╭──

//! Configuration file source.
//!
//! Supports TOML (`.toml`) and JSON (`.json`) documents. Nested tables
//! flatten to dotted identifiers (`[gc] full = true` supplies `gc.full`),
//! arrays become list values and every scalar is handed to the resolver as
//! text so files go through the same conversion as the command line.

use std::fs;
use std::path::{Path, PathBuf};

use serde_json::Value;

use crate::source::{Source, SourceEntry, SourceKind};
use crate::value::RawValue;
use crate::{OptionsError, OptionsResult};

/// Supported configuration file formats.
#[derive(Debug, Clone, Copy, PartialEq, Eq)]
pub enum FileFormat {
    /// TOML document.
    Toml,
    /// JSON document.
    Json,
}

impl FileFormat {
    /// Detect the format from a file extension.
    pub fn from_path(path: &Path) -> Option<Self> {
        let extension = path
            .extension()
            .and_then(|e| e.to_str())
            .map(str::to_lowercase);
        Self::from_name(extension.as_deref()?)
    }

    /// Parse a format name (`toml` or `json`).
    pub fn from_name(name: &str) -> Option<Self> {
        match name.to_lowercase().as_str() {
            "toml" => Some(Self::Toml),
            "json" => Some(Self::Json),
            _ => None,
        }
    }
}

#[derive(Debug, Clone)]
enum Origin {
    Path { path: PathBuf, optional: bool },
    Inline { name: String, content: String },
}

/// Options read from a TOML or JSON document.
///
/// # Example
///
/// ```
/// use bootopts_core::{FileFormat, FileSource};
///
/// let file = FileSource::from_string(
///     r#"
///         nthreads = 4
///         nthreads_per_pool = [3, 1]
///     "#,
///     FileFormat::Toml,
/// );
/// ```
#[derive(Debug, Clone)]
pub struct FileSource {
    origin: Origin,
    format: Option<FileFormat>,
    precedence: u8,
}

impl FileSource {
    /// Read options from a file that must exist.
    pub fn new(path: impl Into<PathBuf>) -> Self {
        Self {
            origin: Origin::Path {
                path: path.into(),
                optional: false,
            },
            format: None,
            precedence: SourceKind::File.default_precedence(),
        }
    }

    /// Read options from a file if it exists; a missing file supplies nothing.
    pub fn optional(path: impl Into<PathBuf>) -> Self {
        Self {
            origin: Origin::Path {
                path: path.into(),
                optional: true,
            },
            ..Self::new(PathBuf::new())
        }
    }

    /// Read options from an in-memory document.
    pub fn from_string(content: impl Into<String>, format: FileFormat) -> Self {
        Self {
            origin: Origin::Inline {
                name: "<inline>".to_string(),
                content: content.into(),
            },
            format: Some(format),
            precedence: SourceKind::File.default_precedence(),
        }
    }

    /// Force a format instead of detecting it from the extension.
    pub fn with_format(mut self, format: FileFormat) -> Self {
        self.format = Some(format);
        self
    }

    /// Override the declared precedence.
    pub fn with_precedence(mut self, precedence: u8) -> Self {
        self.precedence = precedence;
        self
    }

    fn load(&self) -> OptionsResult<Option<String>> {
        match &self.origin {
            Origin::Inline { content, .. } => Ok(Some(content.clone())),
            Origin::Path { path, optional } => {
                if !path.exists() {
                    if *optional {
                        tracing::debug!(path = %path.display(), "optional options file not found");
                        return Ok(None);
                    }
                    return Err(OptionsError::source_read(
                        path.display().to_string(),
                        "file not found",
                    ));
                }
                fs::read_to_string(path).map(Some).map_err(|e| {
                    OptionsError::source_read(path.display().to_string(), e.to_string())
                })
            }
        }
    }

    fn parse(&self, content: &str) -> OptionsResult<Value> {
        let format = match (&self.format, &self.origin) {
            (Some(format), _) => *format,
            (None, Origin::Path { path, .. }) => FileFormat::from_path(path).ok_or_else(|| {
                OptionsError::source_read(self.name(), "unsupported configuration file format")
            })?,
            (None, Origin::Inline { .. }) => FileFormat::Toml,
        };

        match format {
            FileFormat::Toml => toml::from_str::<toml::Table>(content)
                .map(|table| toml_to_json(toml::Value::Table(table)))
                .map_err(|e| OptionsError::source_read(self.name(), e.to_string())),
            FileFormat::Json => serde_json::from_str(content)
                .map_err(|e| OptionsError::source_read(self.name(), e.to_string())),
        }
    }
}

impl Source for FileSource {
    fn kind(&self) -> SourceKind {
        SourceKind::File
    }

    fn name(&self) -> String {
        match &self.origin {
            Origin::Path { path, .. } => path.display().to_string(),
            Origin::Inline { name, .. } => name.clone(),
        }
    }

    fn precedence(&self) -> u8 {
        self.precedence
    }

    fn read(self: Box<Self>) -> OptionsResult<Vec<SourceEntry>> {
        let Some(content) = self.load()? else {
            return Ok(Vec::new());
        };

        let Value::Object(root) = self.parse(&content)? else {
            return Err(OptionsError::source_read(
                self.name(),
                "top level must be a table",
            ));
        };

        let name = self.name();
        let mut entries = Vec::new();
        for (key, value) in root {
            flatten(&name, key, value, &mut entries)?;
        }
        Ok(entries)
    }
}

fn flatten(
    source: &str,
    key: String,
    value: Value,
    entries: &mut Vec<SourceEntry>,
) -> OptionsResult<()> {
    let raw = match value {
        Value::Null => return Ok(()),
        Value::Object(map) => {
            for (child, value) in map {
                flatten(source, format!("{key}.{child}"), value, entries)?;
            }
            return Ok(());
        }
        Value::Array(items) => RawValue::List(
            items
                .into_iter()
                .map(|item| {
                    scalar_text(item).ok_or_else(|| {
                        OptionsError::source_read(
                            source,
                            format!("{key}: arrays may only contain scalars"),
                        )
                    })
                })
                .collect::<OptionsResult<_>>()?,
        ),
        scalar => match scalar_text(scalar) {
            Some(text) => RawValue::Text(text),
            None => return Ok(()),
        },
    };

    entries.push(SourceEntry::new(key.clone(), raw).labelled(key));
    Ok(())
}

fn scalar_text(value: Value) -> Option<String> {
    match value {
        Value::String(s) => Some(s),
        Value::Bool(b) => Some(b.to_string()),
        Value::Number(n) => Some(n.to_string()),
        Value::Null | Value::Array(_) | Value::Object(_) => None,
    }
}

fn toml_to_json(value: toml::Value) -> Value {
    match value {
        toml::Value::String(s) => Value::String(s),
        toml::Value::Integer(i) => Value::from(i),
        toml::Value::Float(f) => Value::String(f.to_string()),
        toml::Value::Boolean(b) => Value::Bool(b),
        toml::Value::Datetime(dt) => Value::String(dt.to_string()),
        toml::Value::Array(items) => Value::Array(items.into_iter().map(toml_to_json).collect()),
        toml::Value::Table(table) => Value::Object(
            table
                .into_iter()
                .map(|(k, v)| (k, toml_to_json(v)))
                .collect(),
        ),
    }
}

#[cfg(test)]
mod tests {
    use std::io::Write;

    use super::*;

    fn read(source: FileSource) -> OptionsResult<Vec<SourceEntry>> {
        Box::new(source).read()
    }

    #[test]
    fn test_format_detection() {
        assert_eq!(FileFormat::from_path(Path::new("boot.toml")), Some(FileFormat::Toml));
        assert_eq!(FileFormat::from_path(Path::new("BOOT.JSON")), Some(FileFormat::Json));
        assert_eq!(FileFormat::from_path(Path::new("boot.yaml")), None);
        assert_eq!(FileFormat::from_path(Path::new("boot")), None);
    }

    #[test]
    fn test_toml_flattening() {
        let toml = r#"
            nthreads = 4
            quiet = true
            nthreads_per_pool = [3, 1]

            [gc]
            sweep_always_full = false
        "#;
        let entries = read(FileSource::from_string(toml, FileFormat::Toml)).unwrap();

        let find = |id: &str| entries.iter().find(|e| e.option == id).map(|e| e.value.clone());
        assert_eq!(find("nthreads"), Some(RawValue::from("4")));
        assert_eq!(find("quiet"), Some(RawValue::from("true")));
        assert_eq!(
            find("nthreads_per_pool"),
            Some(RawValue::List(vec!["3".into(), "1".into()]))
        );
        assert_eq!(find("gc.sweep_always_full"), Some(RawValue::from("false")));
    }

    #[test]
    fn test_json_document() {
        let json = r#"{"project": "@.", "cmds": ["println(1)", "exit()"], "cookie": null}"#;
        let entries = read(FileSource::from_string(json, FileFormat::Json)).unwrap();

        assert_eq!(entries.len(), 2);
        let project = entries.iter().find(|e| e.option == "project").unwrap();
        assert_eq!(project.value, RawValue::from("@."));
        assert_eq!(project.label.as_deref(), Some("project"));
    }

    #[test]
    fn test_invalid_toml_is_a_read_error() {
        let err = read(FileSource::from_string("nthreads = ", FileFormat::Toml)).unwrap_err();
        assert!(matches!(err, OptionsError::SourceRead { .. }));
    }

    #[test]
    fn test_json_top_level_must_be_table() {
        let err = read(FileSource::from_string("[1, 2]", FileFormat::Json)).unwrap_err();
        assert!(err.to_string().contains("top level must be a table"));
    }

    #[test]
    fn test_nested_arrays_rejected() {
        let err = read(FileSource::from_string(r#"{"cmds": [[1]]}"#, FileFormat::Json)).unwrap_err();
        assert!(err.to_string().contains("cmds"));
    }

    #[test]
    fn test_missing_file() {
        let err = read(FileSource::new("/nonexistent/boot.toml")).unwrap_err();
        assert!(err.to_string().contains("file not found"));

        let entries = read(FileSource::optional("/nonexistent/boot.toml")).unwrap();
        assert!(entries.is_empty());
    }

    #[test]
    fn test_file_on_disk() {
        let mut file = tempfile::Builder::new().suffix(".toml").tempfile().unwrap();
        writeln!(file, "heap_size_hint = \"2G\"").unwrap();

        let source = FileSource::new(file.path());
        assert_eq!(source.name(), file.path().display().to_string());

        let entries = read(source).unwrap();
        assert_eq!(entries[0].value, RawValue::from("2G"));
    }

    #[test]
    fn test_unsupported_extension() {
        let mut file = tempfile::Builder::new().suffix(".ini").tempfile().unwrap();
        writeln!(file, "nthreads = 4").unwrap();

        let err = read(FileSource::new(file.path())).unwrap_err();
        assert!(err.to_string().contains("unsupported"));

        let entries = read(FileSource::new(file.path()).with_format(FileFormat::Toml)).unwrap();
        assert_eq!(entries.len(), 1);
    }

    #[test]
    fn test_invalid_utf8_is_a_read_error() {
        let mut file = tempfile::Builder::new().suffix(".toml").tempfile().unwrap();
        file.write_all(&[0x6e, 0x3d, 0xff, 0xfe]).unwrap();

        let err = read(FileSource::new(file.path())).unwrap_err();
        assert!(matches!(err, OptionsError::SourceRead { .. }));
    }
}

╰──

Problem details: Collect the lines of the records that include the string "load".

Task output:
    fn load(&self) -> OptionsResult<Option<String>> {
        let Some(content) = self.load()? else {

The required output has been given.